Sie fordern von Marina nicht nur, umgehend aus Orlandos Appartement auszuziehen und das Auto zurückzugeben, sogar der geliebte Hund wird ihr ungefragt einfach weggenommen.

Grausame Verweigerung von Trauer

Bei der anstehenden Beisetzung ist Marina ausdrücklich nicht erwünscht. Was könnte grausamer sein, als einer Trauernden den Abschied vom geliebten Menschen zu untersagen? Es ist zuletzt sogar blanker Hass, der Marina entgegenschlägt und selbst vor Gewalt nicht haltmacht.

Marinas Schweigen: Kein Zeichen von Ohnmacht

Marina erträgt dies alles mit stiller Würde. Sie widerspricht nicht, sie wehrt sich nicht. Immer wieder zeigt die Kamera ihr Gesicht in Großaufnahme. Mal lassen einen ihre schockstarren Augen frösteln, mal irritiert sie mit einem unbeugsamen Stolz in ihrem Blick.

Nicht jeder Kampf lohnt sich

Dass Marina schweigt, wenn Menschen ihr trans*-feindliche Sprüche entgegenschleudern, völlig distanzlos ihren Körper taxieren, sie bewusst mit „er“ anstatt mit „sie“ ansprechen oder – wie Orlandos Ex-Frau – als „Monster“ und „Chimäre“ bezeichnen, sollte aber nicht als Ohnmacht missgedeutet werden.

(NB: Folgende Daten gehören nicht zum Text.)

//! Admin API authentication
//!
//! Admin requests carry `Authorization: Bearer <secret>`. With no secret
//! configured the admin API is disabled outright, which callers see as a
//! different error from a wrong secret.

use axum::http::header::AUTHORIZATION;
use axum::http::HeaderMap;
use tracing::warn;

use crate::error::ApiError;

/// Check the bearer secret on an admin request
pub fn require_admin(secret: Option<&str>, headers: &HeaderMap) -> Result<(), ApiError> {
    let Some(expected) = secret else {
        return Err(ApiError::AdminDisabled);
    };

    let given = headers
        .get(AUTHORIZATION)
        .and_then(|v| v.to_str().ok())
        .and_then(|v| v.strip_prefix("Bearer "));

    match given {
        Some(given) if safe_equal(given, expected) => Ok(()),
        _ => {
            warn!("Rejected admin request with missing or wrong secret");
            Err(ApiError::Unauthorized)
        }
    }
}

/// Constant-time string comparison
fn safe_equal(a: &str, b: &str) -> bool {
    if a.len() != b.len() {
        return false;
    }
    let diff = a
        .as_bytes()
        .iter()
        .zip(b.as_bytes())
        .fold(0u8, |acc, (x, y)| acc | (x ^ y));
    diff == 0
}
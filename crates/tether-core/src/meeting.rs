//! Meeting registry
//!
//! Meetings live in memory until an access notices their TTL has elapsed.
//! There is no background timer here; [`MeetingRegistry::purge_expired`]
//! exists for callers that want a periodic sweep.

use std::time::Duration;

use dashmap::DashMap;
use serde::{Deserialize, Serialize};
use tracing::{debug, info};

use crate::clock::millis;
use crate::error::AccessError;
use crate::ids;

/// A scheduled call with a fixed TTL and participant capacity
#[derive(Clone, Debug, PartialEq, Eq, Serialize, Deserialize)]
#[serde(rename_all = "camelCase")]
pub struct Meeting {
    /// Meeting identifier used by the admin API
    pub meeting_id: String,

    /// Room identifier, independent of the meeting id
    pub room: String,

    pub created_at: u64,

    /// Fixed at creation
    pub expires_at: u64,

    pub max_participants: u32,

    /// Successful HTTP admissions so far
    #[serde(skip)]
    pub joins: u32,
}

impl Meeting {
    /// A meeting is dead once `now` is strictly past its expiry
    pub fn is_expired(&self, now: u64) -> bool {
        now > self.expires_at
    }

    pub fn is_full(&self) -> bool {
        self.joins >= self.max_participants
    }
}

/// All live meetings by id
#[derive(Default)]
pub struct MeetingRegistry {
    meetings: DashMap<String, Meeting>,
}

impl MeetingRegistry {
    pub fn new() -> Self {
        Self::default()
    }

    /// Create a meeting that expires `ttl` after `now`
    pub fn create(
        &self,
        now: u64,
        ttl: Duration,
        max_participants: u32,
    ) -> Result<Meeting, AccessError> {
        let meeting = Meeting {
            meeting_id: ids::meeting_id()?,
            room: ids::room_id()?,
            created_at: now,
            expires_at: now.saturating_add(millis(ttl)),
            max_participants,
            joins: 0,
        };

        self.meetings
            .insert(meeting.meeting_id.clone(), meeting.clone());

        info!(
            "Meeting created: {} (room {}, max {})",
            meeting.meeting_id, meeting.room, max_participants
        );
        Ok(meeting)
    }

    /// Look up a meeting, evicting it if its TTL has elapsed
    pub fn get(&self, id: &str, now: u64) -> Option<Meeting> {
        self.lookup(id, now).ok()
    }

    /// Like [`get`](Self::get) but tells absent and expired apart
    pub fn lookup(&self, id: &str, now: u64) -> Result<Meeting, AccessError> {
        let expired = match self.meetings.get(id) {
            Some(m) if !m.is_expired(now) => return Ok(m.clone()),
            Some(_) => true,
            None => false,
        };

        if expired {
            self.evict(id, now);
            Err(AccessError::MeetingExpired)
        } else {
            Err(AccessError::MeetingNotFound)
        }
    }

    /// Consume one unit of capacity
    ///
    /// The capacity check and the increment happen under the entry's write
    /// lock, so concurrent joins for one meeting can never overshoot.
    pub fn record_join(&self, id: &str, now: u64) -> Result<Meeting, AccessError> {
        let mut entry = self
            .meetings
            .get_mut(id)
            .ok_or(AccessError::MeetingNotFound)?;

        if entry.is_expired(now) {
            drop(entry);
            self.evict(id, now);
            return Err(AccessError::MeetingExpired);
        }

        if entry.is_full() {
            debug!("Meeting {} is full ({} joins)", id, entry.joins);
            return Err(AccessError::CapacityExceeded);
        }

        entry.joins += 1;
        Ok(entry.clone())
    }

    /// Remove a meeting outright
    pub fn remove(&self, id: &str) -> Option<Meeting> {
        self.meetings.remove(id).map(|(_, m)| m)
    }

    /// Drop every meeting whose TTL has elapsed, returning how many went
    pub fn purge_expired(&self, now: u64) -> usize {
        let before = self.meetings.len();
        self.meetings.retain(|_, m| !m.is_expired(now));
        let purged = before.saturating_sub(self.meetings.len());
        if purged > 0 {
            info!("Purged {} expired meetings", purged);
        }
        purged
    }

    pub fn len(&self) -> usize {
        self.meetings.len()
    }

    pub fn is_empty(&self) -> bool {
        self.meetings.is_empty()
    }

    // Re-checks under the write lock so a meeting can't be evicted on a stale
    // read.
    fn evict(&self, id: &str, now: u64) {
        if self
            .meetings
            .remove_if(id, |_, m| m.is_expired(now))
            .is_some()
        {
            debug!("Meeting {} evicted (expired)", id);
        }
    }
}
//! Time source for expiry decisions
//!
//! All timestamps are milliseconds since the Unix epoch. Registries never read
//! the system clock themselves; callers pass `now` in, usually from a [`Clock`].

use std::sync::atomic::{AtomicU64, Ordering};
use std::time::{Duration, SystemTime, UNIX_EPOCH};

/// Source of the current time
pub trait Clock: Send + Sync {
    /// Current time in milliseconds since the Unix epoch
    fn now_ms(&self) -> u64;
}

/// Wall clock
#[derive(Debug, Default, Clone, Copy)]
pub struct SystemClock;

impl Clock for SystemClock {
    fn now_ms(&self) -> u64 {
        SystemTime::now()
            .duration_since(UNIX_EPOCH)
            .map(|d| d.as_millis() as u64)
            .unwrap_or(0)
    }
}

/// Manually driven clock for tests and simulations
#[derive(Debug, Default)]
pub struct ManualClock {
    now: AtomicU64,
}

impl ManualClock {
    pub fn new(start_ms: u64) -> Self {
        Self {
            now: AtomicU64::new(start_ms),
        }
    }

    pub fn set(&self, now_ms: u64) {
        self.now.store(now_ms, Ordering::SeqCst);
    }

    pub fn advance(&self, by: Duration) {
        self.now.fetch_add(by.as_millis() as u64, Ordering::SeqCst);
    }
}

impl Clock for ManualClock {
    fn now_ms(&self) -> u64 {
        self.now.load(Ordering::SeqCst)
    }
}

/// Convert a duration to whole milliseconds
pub fn millis(d: Duration) -> u64 {
    d.as_millis() as u64
}

#[cfg(test)]
mod tests {
    use super::*;

    #[test]
    fn test_manual_clock() {
        let clock = ManualClock::new(1_000);
        assert_eq!(clock.now_ms(), 1_000);

        clock.advance(Duration::from_secs(2));
        assert_eq!(clock.now_ms(), 3_000);

        clock.set(42);
        assert_eq!(clock.now_ms(), 42);
    }

    #[test]
    fn test_system_clock_is_recent() {
        // 2020-01-01T00:00:00Z
        assert!(SystemClock.now_ms() > 1_577_836_800_000);
    }
}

Denn Marina ist, wie der Filmtitel sagt, eine fantastische Frau. Sie kennt die Grenzen ihrer Kräfte und teilt sie deshalb sorgsam ein. Nicht jeder Kampf lohnt sich, und auch Widerworte kosten Kraft.

Eine fantastische Frau hält stand

Lelio findet dafür ein prägnantes Bild: Ein Sturm peitscht durch Santiago de Chile, reißt Äste von den Bäumen und Scheiben aus den Fenstern, und Marina stemmt sich mit aller Kraft gegen die Böen, von denen sie beinahe fortgetragen zu werden scheint.

Intensiv und einfühlsam inszeniert

Aber: Sie hält stand. Zugegeben, diese Szene ist von geradezu überdeutlicher Symbolik, aber fällt in diesem intensiven und einfühlsam inszenierten Film dennoch nicht unangenehm auf.

Das liegt insbesondere auch an der Hauptdarstellerin Daniela Vegas, selbst eine trans* Frau. Marinas innere Anspannung, ihre nur unter großer Mühe im Zaum gehaltene Wut und nicht zuletzt ihre unbewältigte Trauer, die man ihr schlicht verweigert – das alles spielt die charismatische Vega mit großer Souveränität und äußerster Zurückhaltung.

Silberner Bär für das beste Drehbuch

So umgibt damit diese Titelfigur bis zuletzt nicht nur etwas Geheimnisvolles, sondern sie wird zu einer dieser leidenschaftlichen und starken Frauengestalten, wie man sie aus Melodramen von Pedro Almodóvar kennt.

Auf der diesjährigen Berlinale wurde der Film nicht nur mit dem Silbernen Bären für das Beste Drehbuch ausgezeichnet, sondern auch mit dem Teddy Award für den besten queeren Spielfilm. Die Jury würdigte damit die von Sebastián Lelio „mit Verständnis und Mitgefühl ausgestattete Geschichte“, mit er „die anhaltende Diskriminierung und die Marginalisierung von Transgender-Menschen auf der ganzen Welt beleuchtet“.

„Eine fantastische Frau“ („Una mujer fantástica“). Chile 2017, Regie Sebastián Leilo. Mit Daniela Vega, Francisco Reyes, Nicolas Saavedra, Francisco Reyes, Aline Küppenheim. 104 min., Kinostart: 7.9.